Unable To Bear Christmas Without One

, , , , , | Hopeless | August 19, 2019

(I take my young son to visit Santa. He tells Santa what he wants and then says:)

Son: “And please get my little sister a Bedtime Bubba Bear.”

Santa: “Of course! It is very nice of you to ask for something for your sister.”

(Santa is clearly touched. He winks at me and smiles at the tiny girl I am holding. But I am horrified! This is the “Tickle Me Elmo” of that year. EVERYONE wants that toy and all stores are sold out! The next few days are spent calling stores. No luck. I look in the paper and see several listed in the classified section. Some are outrageously priced. The silly things are expensive to begin with and everyone who has one wants to make a profit, of course. One person is selling two at not too much more than the store price. I call the number and arrange to pick up one of the bears. When I get there, they indeed have the prized bear. I’m a pretty strong woman. I’m tall. I work in a field that, at the time, is dominated by men. But I see that bear and just fall apart!)

Me: “Oh, my! Yes! Finally! I HAD to find one! My son asked Santa to bring this bear to his little sister. His sister is disabled and can’t ask for anything for herself. This may be the last year he believes in Santa. I couldn’t bear to disappoint him. He saw the commercial and said maybe this bear could help his sister learn to talk. Everything at home is about his sister. Therapies. Modifications. He wanted to be able to help, too. I couldn’t let such a kind thought not come to fruition. I just had to find this bear! Thank you!

(The poor lady just looks stunned, having been run over by my word-train.)

Lady: “Um. Oh. That’s really something.”

Me: “Oh, no! I forgot to get change. I only have 20s. I can go to the store and get change if you don’t have any.”

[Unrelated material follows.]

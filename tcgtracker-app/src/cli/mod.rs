pub mod commands;
pub mod exchange;
pub mod opts;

Lady: “No. No, I have change.”

Me: “Oh. Thank you. And, again, sorry for that.”

(I give her five 20s, take the bear, wrap it in my jacket — the kids are actually in the car — and take the change the woman puts in my hand. I thank her again and head out to the car. When I get home, I realize that instead of $15, this woman has given me $40 in change. I call her to let her know I’ll drop the money off on my way to work.)

Me: “Hi. I’m the crazy woman who bought the bear. I’m afraid you got the bills in your wallet shuffled. I got too much change. I’ll swing it by in the morning if that’s okay. I can slide it through your mail slot if that’s too early.”

Lady: “No. You got the right change. Your daughter needs that bear. Your son needs your daughter to have that bear.”

(She hung up. And I cried. My daughter is in her 20s now and has three toys from her youth: the bunny who accompanied her to the hospital for her surgeries, a bunny a sweet lady gave her in the hospital, and Bedtime Bubba.)